High Functioning Husband

Have just joined this community - have been with my husband for 11 years. He's not formally diagnosed, but my own GP has suggested that he is on the spectrum, after I visited her because my husband said that I had mental health issues!

It seems that what I took to be difficult, abusive and controlling behaviour, was actually the outworking of him being on the spectrum.

I've read an awful lot about this recently, and can't believe I didn't see it before.
At the moment, I haven't mentioned anything to him, as I need time to get to grips with it myself.
I plan to broach the subject,  when the time is right.

The things I struggle with, are hidden away in our life at home, and no-one outside would ever guess that anything was wrong. Not even our family know, other than my daughter (from another marriage).
Main problems are: repetition of domestic routines that make me want to scream! Having to run absolutely everything past him, in terms of timings of arrangements etc., with no wriggle room once agreed, or all hell will break loose! He does not sleep well, comes to bed much later than me, then only stays for around an hour, before going to sleep on the couch - he never comes back to bed in the morning in time to spend any time together, but just gets up, so no intimacy whatsoever - been like this for about 9 years......!

Constant preoccupation with hobbies - at the expense of time spent together, which I really resent. 

He's unable to support me if am having a difficult time - & always seems annoyed if I am a bit 'down' - putting pressure on me to pretend that I always feel great. I am learning to do things for myself, and to be a bit selfish with my time, to avoid feeling constantly drained.

If I had known all this to begin with , I can honestly say I would not have got into this relationship, but now I'm in it, I feel that I have to act responsibly, and stay.

I worry sometimes, about how far from the 'real me' I have come, and how much I have let go of and given up, which upsets me.

My husband has held very responsible roles in education, and is very well educated, although when I look back over his life, he has struggled to maintain relationships (I'm his 3rd wife), and has also struggled to stay in work, without some drama unfolding (raising grievances, not being able to adapt, etc.).

I'd be grateful to hear anyone else's views or experiences on this.

Thanks

Parents
  • I sincerely want to advise you to see your husband as the victim and not yourself in this scenario. He has a medical condition and it is this medical condition that manifests in what you are observing. Now that you have come to this Hard Truth, you can start making efforts to assist your husband on the part to his recovery rather than blaming him for no fault of his.It is your attitude towards him that will eventually make or mar your marriage.

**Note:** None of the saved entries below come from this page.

//! Thinking-policy analysis for the Anthropic Messages adapter.
//!
//! Anthropic rejects tool-result turns whose replayed history disagrees with
//! the thinking configuration: a tool result after a turn that started with a
//! signed thinking block requires thinking to be on, and a tool result with
//! no reasoning history requires it to be off. The analyzer below scans the
//! input sequence once and derives the effective configuration.

use tracing::{debug, warn};

use crate::types::{
    InputKind, InputUnion, ModelParam, ReasoningContent, ReasoningLevel, ReasoningType, Role,
};

pub(super) const DEFAULT_THINKING_BUDGET: i64 = 1024;

#[derive(Debug, Clone, Copy, PartialEq, Eq)]
enum ThinkingOverride {
    None,
    ForceEnabled,
    ForceDisabled,
}

impl ThinkingOverride {
    fn as_str(&self) -> &'static str {
        match self {
            ThinkingOverride::None => "none",
            ThinkingOverride::ForceEnabled => "forceEnabled",
            ThinkingOverride::ForceDisabled => "forceDisabled",
        }
    }
}

#[derive(Debug, Default)]
struct ThinkingAnalysis {
    override_rule: Option<ThinkingOverride>,
    total_reasoning: usize,
    signed_or_redacted: usize,
    unsigned: usize,
    last_user_is_tool_result: bool,
    prev_assistant_starts_thinking: bool,
}

impl ThinkingAnalysis {
    fn override_rule(&self) -> ThinkingOverride {
        self.override_rule.unwrap_or(ThinkingOverride::None)
    }
}

/// Effective thinking configuration for an outgoing request.
#[derive(Debug, Clone, Copy, PartialEq, Eq)]
pub(super) struct ThinkingDecision {
    pub enabled: bool,
    pub budget: i64,
}

/// Derives the effective thinking configuration from the requested reasoning
/// parameters and the shape of the input history.
pub(super) fn resolve_thinking(mp: &ModelParam, inputs: &[InputUnion]) -> ThinkingDecision {
    let analysis = analyze_thinking_behavior(inputs);
    let (requested_enabled, requested_budget) = requested_thinking(mp);

    let mut enabled = requested_enabled;
    let mut budget = requested_budget;

    match analysis.override_rule() {
        ThinkingOverride::ForceDisabled => {
            enabled = false;
            budget = 0;
        }
        ThinkingOverride::ForceEnabled => {
            enabled = true;
            if budget <= 0 {
                budget = DEFAULT_THINKING_BUDGET;
            }
        }
        ThinkingOverride::None => {}
    }

    // Fail-safe: signed/redacted thinking blocks in the outgoing prompt
    // require thinking to be on, unless it was explicitly forced off.
    if analysis.override_rule() != ThinkingOverride::ForceDisabled
        && !enabled
        && analysis.signed_or_redacted > 0
    {
        warn!(
            model = %mp.name,
            "signed/redacted reasoning present in input but thinking is disabled; enabling thinking as a fail-safe"
        );
        enabled = true;
        budget = DEFAULT_THINKING_BUDGET;
    }

    if enabled && budget <= 0 {
        budget = DEFAULT_THINKING_BUDGET;
    }

    ThinkingDecision { enabled, budget }
}

/// Scans the inputs once:
///   - no reasoning messages + last user item is a tool result => force off;
///   - all reasoning signed/redacted + last user item is a tool result whose
///     preceding assistant turn started with signed thinking => force on;
///   - mixed signed/unsigned: no override (conversion drops unsigned blocks).
fn analyze_thinking_behavior(inputs: &[InputUnion]) -> ThinkingAnalysis {
    let mut a = ThinkingAnalysis::default();
    if inputs.is_empty() {
        return a;
    }

    for input in inputs {
        if input.kind != InputKind::ReasoningMessage || input.is_empty() {
            continue;
        }
        let Some(r) = &input.reasoning_message else {
            continue;
        };
        a.total_reasoning += 1;
        if is_signed_or_redacted_reasoning(r) {
            a.signed_or_redacted += 1;
        } else {
            a.unsigned += 1;
        }
    }

    let (last_user_idx, last_user_is_tool_result) = find_last_user_item(inputs);
    a.last_user_is_tool_result = last_user_is_tool_result;
    if last_user_is_tool_result {
        if let Some(idx) = last_user_idx {
            a.prev_assistant_starts_thinking = prev_assistant_turn_starts_with_thinking(inputs, idx);
        }
    }

    a.override_rule = if a.total_reasoning == 0 {
        a.last_user_is_tool_result.then_some(ThinkingOverride::ForceDisabled)
    } else if a.signed_or_redacted > 0 && a.unsigned == 0 {
        (a.last_user_is_tool_result && a.prev_assistant_starts_thinking)
            .then_some(ThinkingOverride::ForceEnabled)
    } else {
        None
    };

    if let Some(rule) = a.override_rule {
        debug!(
            override_rule = rule.as_str(),
            reasoning_total = a.total_reasoning,
            reasoning_signed = a.signed_or_redacted,
            reasoning_unsigned = a.unsigned,
            last_user_is_tool_result = a.last_user_is_tool_result,
            prev_assistant_starts_thinking = a.prev_assistant_starts_thinking,
            "thinking override applied"
        );
    }

    a
}

/// Redacted thinking is always replayable; signed thinking needs both a
/// signature and non-empty thinking text.
pub(super) fn is_signed_or_redacted_reasoning(r: &ReasoningContent) -> bool {
    if r.redacted_thinking.iter().any(|s| !s.trim().is_empty()) {
        return true;
    }
    if r.signature.trim().is_empty() {
        return false;
    }
    r.thinking.iter().any(|t| !t.trim().is_empty())
}

/// Index of the last user-authored item (user message or function/custom
/// tool output), plus whether it is a tool result.
fn find_last_user_item(inputs: &[InputUnion]) -> (Option<usize>, bool) {
    for (i, input) in inputs.iter().enumerate().rev() {
        if input.is_empty() {
            continue;
        }
        match input.kind {
            InputKind::InputMessage => {
                if input
                    .input_message
                    .as_ref()
                    .is_some_and(|m| m.role == Role::User)
                {
                    return (Some(i), false);
                }
            }
            InputKind::FunctionToolOutput | InputKind::CustomToolOutput => {
                return (Some(i), true);
            }
            _ => {}
        }
    }
    (None, false)
}

fn is_user_authored(input: &InputUnion) -> bool {
    if input.is_empty() {
        return false;
    }
    match input.kind {
        InputKind::InputMessage => input
            .input_message
            .as_ref()
            .is_some_and(|m| m.role == Role::User),
        InputKind::FunctionToolOutput | InputKind::CustomToolOutput => true,
        _ => false,
    }
}

fn is_assistant_authored(input: &InputUnion) -> bool {
    if input.is_empty() {
        return false;
    }
    match input.kind {
        InputKind::OutputMessage => input
            .output_message
            .as_ref()
            .is_some_and(|m| m.role == Role::Assistant),
        InputKind::ReasoningMessage => true,
        InputKind::FunctionToolCall | InputKind::CustomToolCall | InputKind::WebSearchToolCall => {
            true
        }
        // Web search results replay as assistant blocks on this API.
        InputKind::WebSearchToolOutput => true,
        _ => false,
    }
}

/// For the assistant turn immediately preceding the tool result at
/// `tool_result_idx`: is its first assistant-authored item a signed or
/// redacted reasoning message?
fn prev_assistant_turn_starts_with_thinking(inputs: &[InputUnion], tool_result_idx: usize) -> bool {
    if tool_result_idx == 0 || tool_result_idx > inputs.len() - 1 {
        return false;
    }

    let mut prev_user_idx: Option<usize> = None;
    for j in (0..tool_result_idx).rev() {
        if is_user_authored(&inputs[j]) {
            prev_user_idx = Some(j);
            break;
        }
    }

    let start = prev_user_idx.map(|j| j + 1).unwrap_or(0);
    for input in &inputs[start..tool_result_idx] {
        if !is_assistant_authored(input) {
            continue;
        }
        return input.kind == InputKind::ReasoningMessage
            && input
                .reasoning_message
                .as_ref()
                .is_some_and(is_signed_or_redacted_reasoning);
    }
    false
}

/// The thinking configuration the caller asked for, before any override.
fn requested_thinking(mp: &ModelParam) -> (bool, i64) {
    let Some(rp) = &mp.reasoning else {
        return (false, 0);
    };
    match rp.reasoning_type {
        ReasoningType::HybridWithTokens => {
            (true, rp.tokens.max(DEFAULT_THINKING_BUDGET))
        }
        ReasoningType::SingleWithLevels => match rp.level {
            Some(ReasoningLevel::None) | None => (false, 0),
            Some(ReasoningLevel::Minimal) | Some(ReasoningLevel::Low) => (true, 1024),
            Some(ReasoningLevel::Medium) => (true, 2048),
            Some(ReasoningLevel::High) => (true, 8192),
            Some(ReasoningLevel::XHigh) => (true, 16384),
        },
    }
}

#[cfg(test)]
mod tests {
    use super::*;
    use crate::types::{ContentItemUnion, InputOutputContent, Status, ToolCall, ToolOutput, ToolType};

    fn model_with_level(level: ReasoningLevel) -> ModelParam {
        ModelParam {
            name: "claude-sonnet-4-5".into(),
            stream: false,
            max_prompt_length: 0,
            max_output_length: 1024,
            temperature: Some(0.7),
            reasoning: Some(ReasoningParamFixture::level(level)),
            system_prompt: String::new(),
            timeout: 0,
            additional_parameters_raw_json: None,
        }
    }

    struct ReasoningParamFixture;
    impl ReasoningParamFixture {
        fn level(level: ReasoningLevel) -> crate::types::ReasoningParam {
            crate::types::ReasoningParam {
                reasoning_type: ReasoningType::SingleWithLevels,
                level: Some(level),
                tokens: 0,
            }
        }

        fn tokens(tokens: i64) -> crate::types::ReasoningParam {
            crate::types::ReasoningParam {
                reasoning_type: ReasoningType::HybridWithTokens,
                level: None,
                tokens,
            }
        }
    }

    fn fn_call(id: &str) -> InputUnion {
        InputUnion::tool_call(ToolCall {
            choice_id: "choice".into(),
            tool_type: ToolType::Function,
            role: Role::Assistant,
            id: id.into(),
            call_id: id.into(),
            name: "t".into(),
            arguments: "{}".into(),
            status: Status::Completed,
            web_search_tool_call_items: vec![],
        })
    }

    fn fn_output(call_id: &str) -> InputUnion {
        InputUnion::tool_output(ToolOutput {
            choice_id: "choice".into(),
            tool_type: ToolType::Function,
            role: Role::User,
            id: String::new(),
            call_id: call_id.into(),
            name: "t".into(),
            status: Status::Completed,
            is_error: false,
            contents: vec![ContentItemUnion::text("ok")],
            web_search_tool_output_items: vec![],
        })
    }

    fn signed_reasoning() -> InputUnion {
        InputUnion::reasoning_message(ReasoningContent {
            id: "r1".into(),
            role: Role::Assistant,
            status: Status::Completed,
            signature: "sig".into(),
            thinking: vec!["chain".into()],
            ..ReasoningContent::default()
        })
    }

    fn assistant_text(text: &str) -> InputUnion {
        InputUnion::output_message(InputOutputContent {
            id: "a1".into(),
            role: Role::Assistant,
            status: Status::Completed,
            contents: vec![ContentItemUnion::text(text)],
        })
    }

    #[test]
    fn tool_result_with_no_reasoning_forces_off() {
        let inputs = vec![InputUnion::user_text("ping"), fn_call("t1"), fn_output("t1")];
        let d = resolve_thinking(&model_with_level(ReasoningLevel::High), &inputs);
        assert!(!d.enabled);
    }

    #[test]
    fn signed_history_before_tool_result_forces_on() {
        let inputs = vec![
            InputUnion::user_text("question"),
            signed_reasoning(),
            assistant_text("answer"),
            fn_call("t1"),
            fn_output("t1"),
        ];
        let mut mp = model_with_level(ReasoningLevel::None);
        let d = resolve_thinking(&mp, &inputs);
        assert!(d.enabled);
        assert!(d.budget >= DEFAULT_THINKING_BUDGET);

        // Also applies when no reasoning was requested at all.
        mp.reasoning = None;
        let d = resolve_thinking(&mp, &inputs);
        assert!(d.enabled);
        assert_eq!(d.budget, DEFAULT_THINKING_BUDGET);
    }

    #[test]
    fn signed_reasoning_without_tool_result_uses_fail_safe() {
        let inputs = vec![
            InputUnion::user_text("question"),
            signed_reasoning(),
            assistant_text("answer"),
            InputUnion::user_text("follow-up"),
        ];
        let mp = model_with_level(ReasoningLevel::None);
        let d = resolve_thinking(&mp, &inputs);
        assert!(d.enabled);
        assert_eq!(d.budget, DEFAULT_THINKING_BUDGET);
    }

    #[test]
    fn plain_chat_honors_requested_levels() {
        let inputs = vec![InputUnion::user_text("hello")];
        for (level, want) in [
            (ReasoningLevel::Minimal, 1024),
            (ReasoningLevel::Low, 1024),
            (ReasoningLevel::Medium, 2048),
            (ReasoningLevel::High, 8192),
            (ReasoningLevel::XHigh, 16384),
        ] {
            let d = resolve_thinking(&model_with_level(level), &inputs);
            assert!(d.enabled, "{level:?}");
            assert_eq!(d.budget, want, "{level:?}");
        }
        let d = resolve_thinking(&model_with_level(ReasoningLevel::None), &inputs);
        assert!(!d.enabled);
    }

    #[test]
    fn hybrid_budget_has_floor() {
        let mut mp = model_with_level(ReasoningLevel::None);
        mp.reasoning = Some(ReasoningParamFixture::tokens(100));
        let d = resolve_thinking(&mp, &[InputUnion::user_text("x")]);
        assert!(d.enabled);
        assert_eq!(d.budget, DEFAULT_THINKING_BUDGET);

        mp.reasoning = Some(ReasoningParamFixture::tokens(9000));
        let d = resolve_thinking(&mp, &[InputUnion::user_text("x")]);
        assert_eq!(d.budget, 9000);
    }

    #[test]
    fn unsigned_reasoning_gets_no_override() {
        let unsigned = InputUnion::reasoning_message(ReasoningContent {
            id: "r1".into(),
            role: Role::Assistant,
            status: Status::Completed,
            thinking: vec!["no signature".into()],
            ..ReasoningContent::default()
        });
        let inputs = vec![
            InputUnion::user_text("q"),
            unsigned,
            fn_call("t1"),
            fn_output("t1"),
        ];
        let d = resolve_thinking(&model_with_level(ReasoningLevel::Medium), &inputs);
        // Requested config stands; unsigned blocks are dropped in conversion.
        assert!(d.enabled);
        assert_eq!(d.budget, 2048);
    }

    #[test]
    fn signed_detection_rules() {
        let mut r = ReasoningContent::default();
        assert!(!is_signed_or_redacted_reasoning(&r));
        r.thinking = vec!["text".into()];
        assert!(!is_signed_or_redacted_reasoning(&r));
        r.signature = "sig".into();
        assert!(is_signed_or_redacted_reasoning(&r));
        r = ReasoningContent {
            redacted_thinking: vec!["opaque".into()],
            ..ReasoningContent::default()
        };
        assert!(is_signed_or_redacted_reasoning(&r));
    }
}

  • Apologies - I seem to have come to this site under the wrong impression. After 11 years of struggling with what I thought was an abusive relationship, I managed to weather the storm, and then finally found, possibly, the real reason for all that we had struggled with - I count this as a victory in itself, as I was on the verge of leaving so many times. When my GP gave me her informal diagnosis regarding my husband, I was so pleased to then find the NAS, and thought that here, finally, was a place that I could have those conversations which are impossible to have with anyone else at the moment. At no point have I blamed my husband, nor seen myself as a victim - mine has been more a case of wondering what on earth was going on, rather than anything else. I'm sorry that, rather than finding that open, non-judgmental space I was so desperately seeking, I now find myself feeling like a naughty fiver year old, who has been pulled up for speaking out of turn. I will now continue my search for that neutral, safe place to have these conversations...

  • Forgive me for being a complete Aspergian stranger ~ but in my opinion you evidently have nothing at all whatsoever to apologise for.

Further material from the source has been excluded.